The LIDAR, acronym for Laser Imaging Detection and Ranging, is a device that allows the distance from a laser emitter to an object or surface to be determined using a laser beam.
To do this, the LIDAR launches laser beams in all directions that bounce off all the objects they encounter, the bouncing rays are collected by the LIDAR, which can measure the distances to each object, thus creating a 3D map of the environment.
Although it has various applications in surveying, forest management or in speed detectors worn by the police to brighten our day, perhaps lately the best known use is for autonomous vehicles.

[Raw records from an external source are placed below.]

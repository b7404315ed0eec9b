//! Configuration types

use std::path::{Path, PathBuf};
use std::time::Duration;

pub const DEFAULT_PORT: u16 = 22;
pub const DEFAULT_COMPOSE_FILE: &str = "docker-compose.yml";
pub const DEFAULT_ENV_FILE: &str = ".env";
pub const DEFAULT_COMPOSE_COMMAND: &str = "docker compose";
pub const DEFAULT_CONTAINER_WORKDIR: &str = "/app";
pub const DEFAULT_MIGRATION_MARKER: &str = "alembic.ini";
pub const DEFAULT_MIGRATION_COMMAND: &str = "alembic upgrade head";
pub const DEFAULT_REMOTE_TMP_DIR: &str = "/tmp";
pub const DEFAULT_COMMAND_TIMEOUT: Duration = Duration::from_secs(30 * 60);
pub const DEFAULT_CONNECT_TIMEOUT: Duration = Duration::from_secs(15);

/// Where the code being deployed comes from
#[derive(Debug, Clone, PartialEq, Eq)]
pub enum SourceRef {
    /// Remote host checks out `branch` of `repo_url`
    Git { repo_url: String, branch: String },
    /// Local directory is archived and pushed
    Archive { project_dir: PathBuf },
}

impl SourceRef {
    pub fn mode(&self) -> &'static str {
        match self {
            SourceRef::Git { .. } => "git",
            SourceRef::Archive { .. } => "archive",
        }
    }

    pub fn describe(&self) -> String {
        match self {
            SourceRef::Git { repo_url, branch } => format!("{} ({})", repo_url, branch),
            SourceRef::Archive { project_dir } => project_dir.display().to_string(),
        }
    }
}

/// Which migration sets run before cutover
#[derive(Debug, Clone, PartialEq, Eq)]
pub enum MigrationPlan {
    /// Find every `marker` file under the synced tree; sets run in sorted path order
    Discover { marker: String, command: Vec<String> },
    /// Exactly these directories (relative to the project root), in this order
    Explicit { sets: Vec<String>, command: Vec<String> },
    Disabled,
}

/// Immutable per-run deployment settings
///
/// Built once by the loader; every required field is non-empty.
#[derive(Debug, Clone, PartialEq, Eq)]
pub struct DeployConfig {
    pub host: String,
    pub user: String,
    pub port: u16,
    /// Private key used for authentication
    pub ssh_key: PathBuf,
    /// Working directory on the remote host
    pub remote_dir: String,
    /// Compose service being deployed
    pub service: String,
    pub source: SourceRef,
    /// Local compose file, uploaded next to the synced sources
    pub compose_file: PathBuf,
    /// Local environment file, uploaded as `<remote_dir>/.env`
    pub env_file: PathBuf,
    pub compose_command: String,
    pub migrations: MigrationPlan,
    /// Mount point of the synced source inside one-shot containers
    pub container_workdir: String,
    /// Remote directory for uploaded archives
    pub remote_tmp_dir: String,
    pub command_timeout: Duration,
    pub connect_timeout: Duration,
    /// Extra archive exclusions (gitignore-style globs)
    pub archive_excludes: Vec<String>,
}

impl DeployConfig {
    /// `user@host`
    pub fn destination(&self) -> String {
        format!("{}@{}", self.user, self.host)
    }

    /// Compose file name as seen from the remote working directory
    pub fn compose_file_name(&self) -> String {
        file_name_or(&self.compose_file, DEFAULT_COMPOSE_FILE)
    }

    /// Every local file that must exist before any network action
    pub fn required_local_files(&self) -> Vec<(&'static str, &Path)> {
        vec![
            ("ssh_key", self.ssh_key.as_path()),
            ("compose_file", self.compose_file.as_path()),
            ("env_file", self.env_file.as_path()),
        ]
    }
}

fn file_name_or(path: &Path, fallback: &str) -> String {
    path.file_name()
        .map(|n| n.to_string_lossy().to_string())
        .unwrap_or_else(|| fallback.to_string())
}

Until now these devices were bulky, expensive and difficult to maintain because they are made up of large rotating mirrors that collect echoes from laser beams, something like the echolocation of bats and dolphins but with light.
But to be able to flood the market with these devices, it is necessary to build them much smaller, cheaper and more manageable, applicable to smaller objects than an autonomous vehicle.
Now a group of scientists have developed a LIDAR that can be housed in a flat chip, using a system that directs lasers according to their wavelength or color, pointing at a specific angle.
This implies that this technology can be used in mobile phones, glasses or video game consoles, which will greatly improve augmented reality applications by achieving a high-resolution image of the environment in real time.
Summarizing, another invention that will make it increasingly difficult for us to distinguish the "real" reality from that manufactured by all these types of devices.